[AIM OF THE EXERCISE]: The entries follow. Copy every line in which "settings" appears.

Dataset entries
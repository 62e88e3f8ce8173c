//! Device parameter model
//!
//! Each instrument exposes a table of parameters under its topic prefix:
//! host-computed settings under `h/`, per-signal stream enables under
//! `s/<signal>/ctrl`, and read-only identifiers under `c/`. Every parameter
//! carries a metadata document the broker uses to validate writes; the
//! upper-level device publishes the metadata and defaults at open.

use std::collections::HashMap;
use wattbus_core::value::Value;
use wattbus_wire::stream::FieldId;

/// One table entry
#[derive(Clone, Copy, Debug)]
pub struct Param {
    /// Topic relative to the device prefix
    pub topic: &'static str,
    /// Metadata JSON document
    pub meta: &'static str,
}

const BOOL_CTRL: &str = r#"{"dtype": "u8", "brief": "stream enable", "options": [[0, "off"], [1, "on"]], "default": 0}"#;

/// The device parameter table.
pub const PARAMS: &[Param] = &[
    Param {
        topic: "h/state",
        meta: r#"{"dtype": "u8", "brief": "device state", "options": [[0, "not_present"], [1, "closed"], [2, "opening"], [3, "open"]], "flags": ["ro"], "default": 1}"#,
    },
    Param {
        topic: "h/fs",
        meta: r#"{"dtype": "u32", "brief": "output sampling frequency in Hz", "options": [[1000000, "1 MHz"], [500000, "500 kHz"], [200000, "200 kHz"], [100000, "100 kHz"], [50000, "50 kHz"], [20000, "20 kHz"], [10000, "10 kHz"]], "default": 1000000}"#,
    },
    Param {
        topic: "h/filter",
        meta: r#"{"dtype": "u8", "brief": "decimation filter", "options": [[0, "average"], [1, "flat"]], "default": 1}"#,
    },
    Param {
        topic: "h/sup/mode",
        meta: r#"{"dtype": "u8", "brief": "range-change suppression", "options": [[0, "nan"], [1, "mean"], [2, "interp"]], "default": 2}"#,
    },
    Param {
        topic: "h/sup/matrix",
        meta: r#"{"dtype": "u8", "brief": "suppression window table", "options": [[0, "aggressive"], [1, "conservative"]], "default": 1}"#,
    },
    Param {
        topic: "s/i/ctrl",
        meta: BOOL_CTRL,
    },
    Param {
        topic: "s/v/ctrl",
        meta: BOOL_CTRL,
    },
    Param {
        topic: "s/p/ctrl",
        meta: BOOL_CTRL,
    },
    Param {
        topic: "s/adc0/ctrl",
        meta: BOOL_CTRL,
    },
    Param {
        topic: "s/adc1/ctrl",
        meta: BOOL_CTRL,
    },
    Param {
        topic: "s/adc2/ctrl",
        meta: BOOL_CTRL,
    },
    Param {
        topic: "s/adc3/ctrl",
        meta: BOOL_CTRL,
    },
    Param {
        topic: "s/gpi0/ctrl",
        meta: BOOL_CTRL,
    },
    Param {
        topic: "s/gpi1/ctrl",
        meta: BOOL_CTRL,
    },
    Param {
        topic: "s/gpi2/ctrl",
        meta: BOOL_CTRL,
    },
    Param {
        topic: "s/gpi3/ctrl",
        meta: BOOL_CTRL,
    },
    Param {
        topic: "s/trigger/ctrl",
        meta: BOOL_CTRL,
    },
    Param {
        topic: "s/uart0/ctrl",
        meta: BOOL_CTRL,
    },
    Param {
        topic: "s/stats/ctrl",
        meta: r#"{"dtype": "u8", "brief": "host statistics enable", "options": [[0, "off"], [1, "on"]], "default": 0}"#,
    },
    Param {
        topic: "s/sstats/ctrl",
        meta: r#"{"dtype": "u8", "brief": "instrument statistics enable", "options": [[0, "off"], [1, "on"]], "default": 0}"#,
    },
];

/// Device states published on `h/state`
#[derive(Clone, Copy, Debug, PartialEq, Eq)]
#[repr(u8)]
pub enum DeviceState {
    NotPresent = 0,
    Closed = 1,
    Opening = 2,
    Open = 3,
}

/// Cached parameter values plus the streaming aggregate
#[derive(Default)]
pub struct ParamStore {
    values: HashMap<String, Value>,
}

impl ParamStore {
    /// Record a parameter write; returns the previous value.
    pub fn set(&mut self, topic: &str, value: Value) -> Option<Value> {
        self.values.insert(topic.to_string(), value)
    }

    /// Current cached value.
    pub fn get(&self, topic: &str) -> Option<&Value> {
        self.values.get(topic)
    }

    /// Cached value as an unsigned integer, with a default.
    pub fn get_u64(&self, topic: &str, default: u64) -> u64 {
        self.get(topic).and_then(Value::as_u64).unwrap_or(default)
    }

    /// Whether a `s/<signal>/ctrl` enable is on.
    pub fn signal_enabled(&self, signal: &str) -> bool {
        self.get_u64(&format!("s/{signal}/ctrl"), 0) != 0
    }

    /// OR of every signal enable: whether the instrument should stream.
    pub fn is_streaming(&self) -> bool {
        self.values
            .iter()
            .any(|(topic, value)| {
                topic.starts_with("s/")
                    && topic.ends_with("/ctrl")
                    && value.as_u64().unwrap_or(0) != 0
            })
    }

    /// Bitmask of enabled streaming ports for the aggregate settings
    /// control (bit i = port 16+i).
    pub fn stream_mask(&self) -> u32 {
        let mut mask = 0u32;
        for (topic, value) in &self.values {
            if value.as_u64().unwrap_or(0) == 0 {
                continue;
            }
            let Some(signal) = topic
                .strip_prefix("s/")
                .and_then(|t| t.strip_suffix("/ctrl"))
            else {
                continue;
            };
            if let Some(field) = field_for_signal(signal) {
                mask |= 1 << field.code();
            }
        }
        mask
    }
}

/// Map a signal name to its streaming field.
pub fn field_for_signal(signal: &str) -> Option<FieldId> {
    Some(match signal {
        "adc0" => FieldId::RawAdc(0),
        "adc1" => FieldId::RawAdc(1),
        "adc2" => FieldId::RawAdc(2),
        "adc3" => FieldId::RawAdc(3),
        "irange" => FieldId::CurrentRange,
        "i" => FieldId::Current,
        "v" => FieldId::Voltage,
        "p" => FieldId::Power,
        "gpi0" => FieldId::Gpi(0),
        "gpi1" => FieldId::Gpi(1),
        "gpi2" => FieldId::Gpi(2),
        "gpi3" => FieldId::Gpi(3),
        "trigger" => FieldId::Trigger,
        "uart0" => FieldId::Uart0,
        "sstats" => FieldId::SensorStats,
        _ => return None,
    })
}

#[cfg(test)]
mod tests {
    use super::*;
    use crate::metadata::Metadata;

    #[test]
    fn test_all_param_metadata_parses() {
        for param in PARAMS {
            let meta = Metadata::parse(param.meta)
                .unwrap_or_else(|e| panic!("{}: {e}", param.topic));
            assert!(meta.default_value().is_some(), "{} has no default", param.topic);
        }
    }

    #[test]
    fn test_is_streaming_aggregate() {
        let mut store = ParamStore::default();
        assert!(!store.is_streaming());
        store.set("s/i/ctrl", Value::u8(0));
        assert!(!store.is_streaming());
        store.set("s/i/ctrl", Value::u8(1));
        store.set("s/v/ctrl", Value::u8(1));
        assert!(store.is_streaming());
        store.set("s/i/ctrl", Value::u8(0));
        assert!(store.is_streaming(), "voltage still enabled");
        store.set("s/v/ctrl", Value::u8(0));
        assert!(!store.is_streaming());
    }

    #[test]
    fn test_stream_mask() {
        let mut store = ParamStore::default();
        store.set("s/i/ctrl", Value::u8(1));
        store.set("s/trigger/ctrl", Value::u8(1));
        store.set("s/v/ctrl", Value::u8(0));
        let mask = store.stream_mask();
        assert_eq!(mask, (1 << 5) | (1 << 12));
    }

    #[test]
    fn test_signal_field_mapping() {
        assert_eq!(field_for_signal("i"), Some(FieldId::Current));
        assert_eq!(field_for_signal("sstats"), Some(FieldId::SensorStats));
        assert_eq!(field_for_signal("stats"), None, "host stats is not a wire port");
        assert_eq!(field_for_signal("bogus"), None);
    }
}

[RESULT OF THIS EXERCISE]:
//! host-computed settings under `h/`, per-signal stream enables under
    /// Bitmask of enabled streaming ports for the aggregate settings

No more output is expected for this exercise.